= WORK REQUEST =
Write out exactly the first lines of the listing, ending on the line that contains "const USER_AGENT: &str".

= DATA PROVIDED =
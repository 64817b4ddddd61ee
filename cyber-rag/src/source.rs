//! Document acquisition: turning a URL into plain text.

use async_trait::async_trait;

/// Fetches the textual content of a document.
///
/// `None` means extraction failed and there is nothing to index.
#[async_trait]
pub trait DocumentSource: Send + Sync {
    /// Return the plain-text content behind `url`, or `None` on failure.
    async fn textual_content(&self, url: &str) -> Option<String>;
}

#[cfg(feature = "fetch")]
pub use http::{HttpDocumentSource, html_to_text};

#[cfg(feature = "fetch")]
mod http {
    use std::io::Cursor;
    use std::sync::LazyLock;
    use std::time::Duration;

    use async_trait::async_trait;
    use regex::Regex;
    use reqwest::Url;
    use tracing::{info, warn};

    use super::DocumentSource;

    const USER_AGENT: &str = "Mozilla/5.0 (Windows NT 10.0; Win64; x64) AppleWebKit/537.36 \
                              (KHTML, like Gecko) Chrome/120.0 Safari/537.36";

    static FIRST_H1: LazyLock<Regex> =
        LazyLock::new(|| Regex::new(r"(?is)<h1\b[^>]*>(.*?)</h1\s*>").unwrap());
    static BLOCK_END: LazyLock<Regex> = LazyLock::new(|| {
        Regex::new(
            r"(?i)<br\s*/?>|</(p|div|h[1-6]|li|tr|blockquote|pre|section|article|ul|ol|table)\s*>",
        )
        .unwrap()
    });
    static TAG: LazyLock<Regex> = LazyLock::new(|| Regex::new(r"(?s)<[^>]*>").unwrap());

    /// Markup to plain text, one paragraph per block element.
    fn markup_text(markup: &str) -> String {
        let broken = BLOCK_END.replace_all(markup, "\n\n");
        let stripped = TAG.replace_all(&broken, "");
        let decoded = html_escape::decode_html_entities(&stripped);

        let mut lines: Vec<String> = Vec::new();
        for line in decoded.lines() {
            let line = line.split_whitespace().collect::<Vec<_>>().join(" ");
            if !line.is_empty() || lines.last().is_some_and(|l| !l.is_empty()) {
                lines.push(line);
            }
        }
        lines.join("\n").trim().to_string()
    }

    /// Reduce an HTML page to its article text.
    ///
    /// The main content block is chosen by readability scoring, which drops
    /// navigation, scripts and other page furniture. The page's first `<h1>`
    /// (or its `<title>`) heads the text when the content block does not
    /// already start with it. Returns an empty string when nothing readable
    /// remains.
    pub fn html_to_text(html: &str, url: &Url) -> String {
        let product = match readability::extractor::extract(&mut Cursor::new(html.as_bytes()), url)
        {
            Ok(product) => product,
            Err(e) => {
                warn!(%url, error = %e, "article extraction failed");
                return String::new();
            }
        };

        let body = markup_text(&product.content);
        let heading = FIRST_H1
            .captures(html)
            .and_then(|c| c.get(1))
            .map(|m| markup_text(m.as_str()))
            .filter(|h| !h.is_empty())
            .unwrap_or_else(|| markup_text(&product.title));

        if heading.is_empty() || body.lines().next() == Some(heading.as_str()) {
            body
        } else if body.is_empty() {
            heading
        } else {
            format!("{heading}\n\n{body}")
        }
    }

    /// Fetches a web page over HTTP and extracts its article text.
    #[derive(Debug, Clone)]
    pub struct HttpDocumentSource {
        client: Option<reqwest::Client>,
    }

    impl Default for HttpDocumentSource {
        fn default() -> Self {
            Self::new(Duration::from_secs(60))
        }
    }

    impl HttpDocumentSource {
        /// Create a source whose requests give up after `timeout`.
        pub fn new(timeout: Duration) -> Self {
            let client = reqwest::Client::builder()
                .timeout(timeout)
                .user_agent(USER_AGENT)
                .redirect(reqwest::redirect::Policy::limited(10))
                .build()
                .map_err(|e| warn!(error = %e, "failed to build HTTP client"))
                .ok();
            Self { client }
        }

        /// Fetch the page, returning its body and the URL after redirects.
        async fn fetch(&self, url: &str) -> Result<(String, Url), String> {
            let client = self.client.as_ref().ok_or("HTTP client unavailable")?;
            let url = Url::parse(url).map_err(|e| format!("invalid URL: {e}"))?;
            let response = client.get(url).send().await.map_err(|e| e.to_string())?;
            let response = response.error_for_status().map_err(|e| e.to_string())?;
            let final_url = response.url().clone();
            let body = response.text().await.map_err(|e| e.to_string())?;
            Ok((body, final_url))
        }
    }

    #[async_trait]
    impl DocumentSource for HttpDocumentSource {
        async fn textual_content(&self, url: &str) -> Option<String> {
            info!(url, "fetching document");
            match self.fetch(url).await {
                Ok((html, final_url)) => {
                    let text = html_to_text(&html, &final_url);
                    if text.is_empty() {
                        warn!(url, "page contained no extractable text");
                        None
                    } else {
                        info!(url, chars = text.len(), "extracted document text");
                        Some(text)
                    }
                }
                Err(error) => {
                    warn!(url, %error, "failed to fetch document");
                    None
                }
            }
        }
    }

    #[cfg(test)]
    mod tests {
        use super::*;

        fn base() -> Url {
            Url::parse("https://blog.example/posts/lumma").unwrap()
        }

        #[test]
        fn title_in_article_header_is_kept() {
            let html = "<html><body><article><header><h1>Lumma Stealer returns</h1></header>\
                <p>The actor&#8217;s loader drops a DLL into the user profile directory.</p>\
                <p>It then beacons to a command and control server every five minutes.</p>\
                </article></body></html>";
            let text = html_to_text(html, &base());

            assert!(text.starts_with("Lumma Stealer returns\n\n"), "{text}");
            assert!(text.contains("The actor\u{2019}s loader drops a DLL"), "{text}");
            assert!(!text.contains("&#8217;"));
            assert_eq!(text.matches("Lumma Stealer returns").count(), 1);
        }

        #[test]
        fn page_furniture_is_dropped() {
            let html = r#"<html><head><title>Blog</title><style>body{}</style>
<script>var tracking = 1;</script></head>
<body><nav>Home | Blog | Careers</nav>
<article><h1>Malware X</h1>
<p>Malware X steals browser <b>cookies</b> &amp; saved credentials from infected hosts.</p>
<p>The stolen data is sent to a remote server over HTTPS, then deleted locally.</p></article>
</body></html>"#;
            let text = html_to_text(html, &base());

            assert!(text.starts_with("Malware X\n\n"), "{text}");
            assert!(text.contains("steals browser cookies & saved credentials"), "{text}");
            assert!(text.contains("remote server over HTTPS"), "{text}");
            assert!(!text.contains("tracking"));
            assert!(!text.contains("Careers"));
        }

        #[test]
        fn empty_page_yields_empty_text() {
            assert_eq!(html_to_text("<html><script>x</script></html>", &base()), "");
        }

        #[test]
        fn markup_text_collapses_blank_runs() {
            assert_eq!(markup_text("<p>a  b</p>\n\n\n<p>c&nbsp;d</p>"), "a b\n\nc d");
        }
    }
}
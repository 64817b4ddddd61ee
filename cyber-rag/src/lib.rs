//! # cyber-rag
//!
//! Retrieval-augmented question answering over a single cybersecurity blog post.
//!
//! ## Overview
//!
//! Each document is processed in one pass:
//!
//! 1. a [`Chunker`] splits the text into ordered [`Chunk`]s
//! 2. an [`Embedder`] maps every chunk to a unit-length vector
//! 3. a [`VectorIndex`] ranks chunks by cosine similarity to a query
//! 4. the [`Retriever`] keeps chunks above the relevance threshold, falling
//!    back to the single best match when none qualifies
//! 5. a [`Generator`] answers from the joined context
//!
//! [`RagPipeline`] drives the whole flow for one question ([`RagPipeline::run`])
//! or for a predefined [`QuestionSet`] ([`RagPipeline::run_all`]).
//!
//! ## Quick Start
//!
//! ```rust,ignore
//! use std::sync::Arc;
//! use cyber_rag::{EmbedderConfig, GeneratorConfig, QuestionSet, RagConfig, RagPipeline};
//!
//! let pipeline = RagPipeline::builder()
//!     .config(RagConfig::default())
//!     .embedder_config(EmbedderConfig::default())
//!     .generator_config(GeneratorConfig::ollama("phi3"))
//!     .questions(QuestionSet::load("questions.json")?)
//!     .build()?;
//!
//! for answer in pipeline.run_all(&article_text).await? {
//!     println!("{}: {}", answer.question, answer.answer);
//! }
//! ```
//!
//! ## Features
//!
//! | Feature | Enables |
//! |---------|---------|
//! | `ollama` (default) | Ollama embeddings and chat |
//! | `openai` | OpenAI-compatible embeddings and hosted chat |
//! | `fetch` | [`HttpDocumentSource`] for downloading and cleaning blog pages |
//! | `full` | all of the above |

pub mod chunking;
pub mod config;
pub mod document;
pub mod embedding;
pub mod error;
pub mod eval;
pub mod generation;
pub mod index;
pub mod pipeline;
pub mod questions;
pub mod retriever;
pub mod source;

#[cfg(any(feature = "ollama", feature = "openai"))]
pub mod chat;
#[cfg(any(feature = "ollama", feature = "openai"))]
pub mod embed_client;
#[cfg(any(feature = "ollama", feature = "openai"))]
mod http;

pub use chunking::{
    Chunker, FixedSizeChunker, RecursiveChunker, SentenceWindowChunker, chunk_text, chunker_for,
    chunker_from_config, count_tokens,
};
pub use config::{
    ChunkingStrategy, EmbedderConfig, EmbeddingBackend, GeneratorConfig, Provider, RagConfig,
    RagConfigBuilder,
};
pub use document::{AnsweredQuestion, Chunk, SearchResult};
pub use embedding::{Embedder, EmbeddingProvider, normalize, provider_from_config};
pub use error::{RagError, Result};
pub use eval::{AnswerEvaluator, EvalExample, EvalRecord, Verdict};
pub use generation::{
    ChatModel, DEFAULT_SYSTEM_PROMPT, Generator, LlmGenerator, PromptTemplate,
    generator_from_config,
};
pub use index::VectorIndex;
pub use pipeline::{RagPipeline, RagPipelineBuilder};
pub use questions::QuestionSet;
pub use retriever::{Retrieval, Retriever};
pub use source::DocumentSource;

#[cfg(any(feature = "ollama", feature = "openai"))]
pub use chat::ChatClient;
#[cfg(any(feature = "ollama", feature = "openai"))]
pub use embed_client::EmbeddingClient;
#[cfg(feature = "fetch")]
pub use source::{HttpDocumentSource, html_to_text};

= EXERCISE RESPONSE =
repository 64817b4ddddd61ee
filename cyber-rag/src/source.rs
//! Document acquisition: turning a URL into plain text.

use async_trait::async_trait;

/// Fetches the textual content of a document.
///
/// `None` means extraction failed and there is nothing to index.
#[async_trait]
pub trait DocumentSource: Send + Sync {
    /// Return the plain-text content behind `url`, or `None` on failure.
    async fn textual_content(&self, url: &str) -> Option<String>;
}

#[cfg(feature = "fetch")]
pub use http::{HttpDocumentSource, html_to_text};

#[cfg(feature = "fetch")]
mod http {
    use std::io::Cursor;
    use std::sync::LazyLock;
    use std::time::Duration;

    use async_trait::async_trait;
    use regex::Regex;
    use reqwest::Url;
    use tracing::{info, warn};

    use super::DocumentSource;

    const USER_AGENT: &str = "Mozilla/5.0 (Windows NT 10.0; Win64; x64) AppleWebKit/537.36 \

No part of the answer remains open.